CCing Michael Jeanson, author of the selftests patch.

Thanks for your feedback,

Mathieu

-- 
Mathieu Desnoyers
EfficiOS Inc.
http://www.efficios.com

Michael Jeanson Sept. 22, 2020, 1:52 p.m. UTC | #5

----- On 21 Sep, 2020, at 15:33, Mathieu Desnoyers mathieu.desnoyers@efficios.com wrote:

> ----- On Sep 21, 2020, at 3:11 PM, David Ahern dsahern@gmail.com wrote:
> 
>> On 9/21/20 12:44 PM, Mathieu Desnoyers wrote:
>>> ----- On Sep 21, 2020, at 2:36 PM, David Ahern dsahern@gmail.com wrote:
>>> 
>>>> On 9/18/20 12:17 PM, Mathieu Desnoyers wrote:
>>>>> Hi,
>>>>>
>>>>> Here is an updated series of fixes for ipv4 and ipv6 which which ensure
>>>>> the route lookup is performed on the right routing table in VRF
>>>>> configurations when sending TTL expired icmp errors (useful for
>>>>> traceroute).
>>>>>
>>>>> It includes tests for both ipv4 and ipv6.
>>>>>
>>>>> These fixes address specifically address the code paths involved in
>>>>> sending TTL expired icmp errors. As detailed in the individual commit
>>>>> messages, those fixes do not address similar issues related to network
>>>>> namespaces and unreachable / fragmentation needed messages, which appear
>>>>> to use different code paths.
>>>>>
>>>>
>>>> New selftests are failing:
>>>> TEST: Ping received ICMP frag needed                       [FAIL]
>>>>
>>>> Both IPv4 and IPv6 versions are failing.
>>> 
>>> Indeed, this situation is discussed in each patch commit message:
>>> 
>>> ipv4:
>>> 
>>> [ It has also been pointed out that a similar issue exists with
>>>   unreachable / fragmentation needed messages, which can be triggered by
>>>   changing the MTU of eth1 in r1 to 1400 and running:
>>> 
>>>   ip netns exec h1 ping -s 1450 -Mdo -c1 172.16.2.2
>>> 
>>>   Some investigation points to raw_icmp_error() and raw_err() as being
>>>   involved in this last scenario. The focus of this patch is TTL expired
>>>   ICMP messages, which go through icmp_route_lookup.
>>>   Investigation of failure modes related to raw_icmp_error() is beyond
>>>   this investigation's scope. ]
>>> 
>>> ipv6:
>>> 
>>> [ Testing shows that similar issues exist with ipv6 unreachable /
>>>   fragmentation needed messages.  However, investigation of this
>>>   additional failure mode is beyond this investigation's scope. ]
>>> 
>>> I do not have the time to investigate further unfortunately, so I
>>> thought it best to post what I have.
>>> 
>> 
>> the test setup is bad.

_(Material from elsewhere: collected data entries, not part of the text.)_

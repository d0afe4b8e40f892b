//! Where the current allocation comes from

use super::planner::AllocationState;
use crate::journal::{read_tail, AllocationRecord};
use crate::logger::{self, LogTag};
use std::path::PathBuf;
use std::time::Duration;

/// Supplies the per-bucket USD amounts at the start of a cycle
pub trait AllocationStateSource {
    fn current_state(&self) -> AllocationState;
}

/// Last record of `allocation_state.jsonl`, else a configured initial state
pub struct JournalAllocationSource {
    path: PathBuf,
    initial: AllocationState,
    wait_timeout: Duration,
}

impl JournalAllocationSource {
    pub fn new(path: PathBuf, initial: AllocationState, wait_timeout: Duration) -> Self {
        Self {
            path,
            initial,
            wait_timeout,
        }
    }
}

impl AllocationStateSource for JournalAllocationSource {
    fn current_state(&self) -> AllocationState {
        let last: Vec<AllocationRecord> = read_tail(&self.path, 1, true, self.wait_timeout);
        match last.into_iter().next() {
            Some(record) => record.payload.state,
            None => {
                logger::debug(
                    LogTag::Journal,
                    &format!("No allocation in {}, using initial state", self.path.display()),
                );
                self.initial.clone()
            }
        }
    }
}

/// Fixed state, for tests and dry runs
impl AllocationStateSource for AllocationState {
    fn current_state(&self) -> AllocationState {
        self.clone()
    }
}

#[cfg(test)]
mod tests {
    use super::*;
    use crate::journal::{append, AllocationPayload, JournalRecord, LockOptions};
    use crate::types::Bucket;
    use std::collections::BTreeMap;

    fn state(prudent: f64) -> AllocationState {
        AllocationState {
            amounts: BTreeMap::from([(Bucket::Prudent, prudent)]),
        }
    }

    #[test]
    fn test_missing_journal_uses_initial() {
        let dir = tempfile::tempdir().unwrap();
        let source = JournalAllocationSource::new(dir.path().join("a.jsonl"), state(7.0), Duration::ZERO);
        assert_eq!(source.current_state(), state(7.0));
    }

    #[test]
    fn test_last_record_wins() {
        let dir = tempfile::tempdir().unwrap();
        let path = dir.path().join("a.jsonl");
        for amount in [1.0, 2.0] {
            let record = JournalRecord::new(
                "run",
                AllocationPayload {
                    cycle: None,
                    state: state(amount),
                    source: "test".to_string(),
                },
            );
            append(&path, &record, &LockOptions::default()).unwrap();
        }

        let source = JournalAllocationSource::new(path, state(7.0), Duration::ZERO);
        assert_eq!(source.current_state(), state(2.0));
    }
}
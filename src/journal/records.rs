//! Journal record layouts
//!
//! Every line is a `JournalRecord`: the `{timestamp, run_id, version}`
//! envelope with the payload's fields flattened beside it.

use crate::allocation::{AllocationPolicy, AllocationState, Direction, ExitDirective};
use crate::mode::{ModeInputs, ModeState};
use crate::scoring::ScoreAdjustment;
use crate::types::{Bucket, ModeTier, RegimeLabel};
use crate::version::record_version;
use chrono::{DateTime, Utc};
use serde::{Deserialize, Serialize};

#[derive(Debug, Clone, PartialEq, Serialize, Deserialize)]
pub struct JournalRecord<T> {
    pub timestamp: DateTime<Utc>,
    pub run_id: String,
    pub version: String,
    #[serde(flatten)]
    pub payload: T,
}

impl<T> JournalRecord<T> {
    pub fn new(run_id: &str, payload: T) -> Self {
        Self {
            timestamp: Utc::now(),
            run_id: run_id.to_string(),
            version: record_version(),
            payload,
        }
    }
}

/// Medians and worst-case trigger inputs seen in a cycle
#[derive(Debug, Clone, Default, PartialEq, Serialize, Deserialize)]
pub struct CycleMetrics {
    pub pools: usize,
    pub apr_change_median: Option<f64>,
    pub tvl_change_median: Option<f64>,
    pub mode_inputs: ModeInputs,
}

#[derive(Debug, Clone, PartialEq, Serialize, Deserialize)]
pub struct PlanSummary {
    pub actions: usize,
    pub moved_usd: f64,
    pub total_usd: f64,
    pub capped: bool,
    pub cancelled_reason: Option<String>,
}

/// One line of `signals.jsonl`, written once per cycle
#[derive(Debug, Clone, PartialEq, Serialize, Deserialize)]
pub struct SignalPayload {
    pub cycle: u64,
    pub context: RegimeLabel,
    pub score: f64,
    pub sample_size: usize,
    pub reason: String,
    pub metrics: CycleMetrics,
    pub mode: ModeState,
    pub policy: AllocationPolicy,
    pub plan: PlanSummary,
    pub exit: ExitDirective,
    #[serde(default)]
    pub scores: Vec<ScoreAdjustment>,
    #[serde(default)]
    pub fallbacks: Vec<String>,
}

/// One line of `decisions.jsonl`, one per rebalance action
#[derive(Debug, Clone, PartialEq, Serialize, Deserialize)]
pub struct DecisionPayload {
    pub cycle: u64,
    pub context: RegimeLabel,
    pub total_usd: f64,
    pub bucket: Bucket,
    pub direction: Direction,
    pub amount_usd: f64,
    pub capped: bool,
}

/// One line of `allocation_state.jsonl`; the last line is the current state
#[derive(Debug, Clone, PartialEq, Serialize, Deserialize)]
pub struct AllocationPayload {
    #[serde(default)]
    pub cycle: Option<u64>,
    pub state: AllocationState,
    pub source: String,
}

#[derive(Debug, Clone, Copy, PartialEq, Eq, Hash, Serialize, Deserialize)]
#[serde(rename_all = "snake_case")]
pub enum AnomalyKind {
    TierEscalated,
    ContextFlip,
    ExitDirective,
    StageFallback,
    StaleJournal,
}

impl AnomalyKind {
    pub fn as_str(&self) -> &'static str {
        match self {
            AnomalyKind::TierEscalated => "tier_escalated",
            AnomalyKind::ContextFlip => "context_flip",
            AnomalyKind::ExitDirective => "exit_directive",
            AnomalyKind::StageFallback => "stage_fallback",
            AnomalyKind::StaleJournal => "stale_journal",
        }
    }
}

/// One line of `anomalies.jsonl`, written by the observer
#[derive(Debug, Clone, PartialEq, Serialize, Deserialize)]
pub struct AnomalyPayload {
    pub kind: AnomalyKind,
    pub detail: String,
    #[serde(default)]
    pub tier: Option<ModeTier>,
    /// Run and cycle of the signal record that raised it
    #[serde(default)]
    pub source_run_id: Option<String>,
    #[serde(default)]
    pub source_cycle: Option<u64>,
}

pub type SignalRecord = JournalRecord<SignalPayload>;
pub type DecisionRecord = JournalRecord<DecisionPayload>;
pub type AllocationRecord = JournalRecord<AllocationPayload>;
pub type AnomalyRecord = JournalRecord<AnomalyPayload>;

#[cfg(test)]
mod tests {
    use super::*;
    use std::collections::BTreeMap;

    #[test]
    fn test_envelope_is_flattened() {
        let record = JournalRecord::new(
            "run-1",
            AllocationPayload {
                cycle: Some(4),
                state: AllocationState {
                    amounts: BTreeMap::from([(Bucket::Prudent, 100.0)]),
                },
                source: "simulated_execution".to_string(),
            },
        );
        let value = serde_json::to_value(&record).unwrap();
        assert_eq!(value["run_id"], "run-1");
        assert_eq!(value["cycle"], 4);
        assert_eq!(value["state"]["Prudent"], 100.0);
        assert!(value.get("payload").is_none());

        let back: AllocationRecord = serde_json::from_value(value).unwrap();
        assert_eq!(back.payload.state.amount(Bucket::Prudent), 100.0);
    }

    #[test]
    fn test_decision_line_shape() {
        let record = JournalRecord::new(
            "run-2",
            DecisionPayload {
                cycle: 1,
                context: RegimeLabel::Neutre,
                total_usd: 10_000.0,
                bucket: Bucket::Modere,
                direction: Direction::Increase,
                amount_usd: 1000.0,
                capped: false,
            },
        );
        let line = serde_json::to_string(&record).unwrap();
        assert!(line.contains("\"context\":\"neutre\""));
        assert!(line.contains("\"direction\":\"increase\""));
        assert!(line.contains("\"bucket\":\"Modere\""));
    }
}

You have r1 dropping the MTU in VRF red, but not
>> telling VRF red how to send back the ICMP. e.g., for IPv4 add:
>> 
>>    ip -netns r1 ro add vrf red 172.16.1.0/24 dev blue
>> 
>> do the same for v6.
>> 
>> Also, I do not see a reason for r2; I suggest dropping it. What you are
>> testing is icmp crossing VRF with route leaking, so there should not be
>> a need for r2 which leads to asymmetrical routing (172.16.1.0 via r1 and
>> the return via r2).

The objective of the test was to replicate a clients environment where
packets are crossing from a VRF which has a route back to the source to
one which doesn't while reaching a ttl of 0. If the route lookup for the
icmp error is done on the interface in the first VRF, it can be routed to
the source but not on the interface in the second VRF which is the
current behaviour for icmp errors generated while crossing between VRFs.

There may be a better test case that doesn't involve asymmetric routing
to test this but it's the only way I found to replicate this.

David Ahern Sept. 23, 2020, 1:59 a.m. UTC | #6

On 9/22/20 7:52 AM, Michael Jeanson wrote:
>>>
>>> the test setup is bad. You have r1 dropping the MTU in VRF red, but not
>>> telling VRF red how to send back the ICMP. e.g., for IPv4 add:
>>>
>>>    ip -netns r1 ro add vrf red 172.16.1.0/24 dev blue
>>>
>>> do the same for v6.
>>>
>>> Also, I do not see a reason for r2; I suggest dropping it. What you are
>>> testing is icmp crossing VRF with route leaking, so there should not be
>>> a need for r2 which leads to asymmetrical routing (172.16.1.0 via r1 and
>>> the return via r2).
> 
> The objective of the test was to replicate a clients environment where
> packets are crossing from a VRF which has a route back to the source to
> one which doesn't while reaching a ttl of 0. If the route lookup for the
> icmp error is done on the interface in the first VRF, it can be routed to
> the source but not on the interface in the second VRF which is the
> current behaviour for icmp errors generated while crossing between VRFs.
> 
> There may be a better test case that doesn't involve asymmetric routing
> to test this but it's the only way I found to replicate this.
> 

It should work without asymmetric routing; adding the return route to
the second vrf as I mentioned above fixes the FRAG_NEEDED problem. It
should work for TTL as well.

Adding a second pass on the tests with the return through r2 is fine,
but add a first pass for the more typical case.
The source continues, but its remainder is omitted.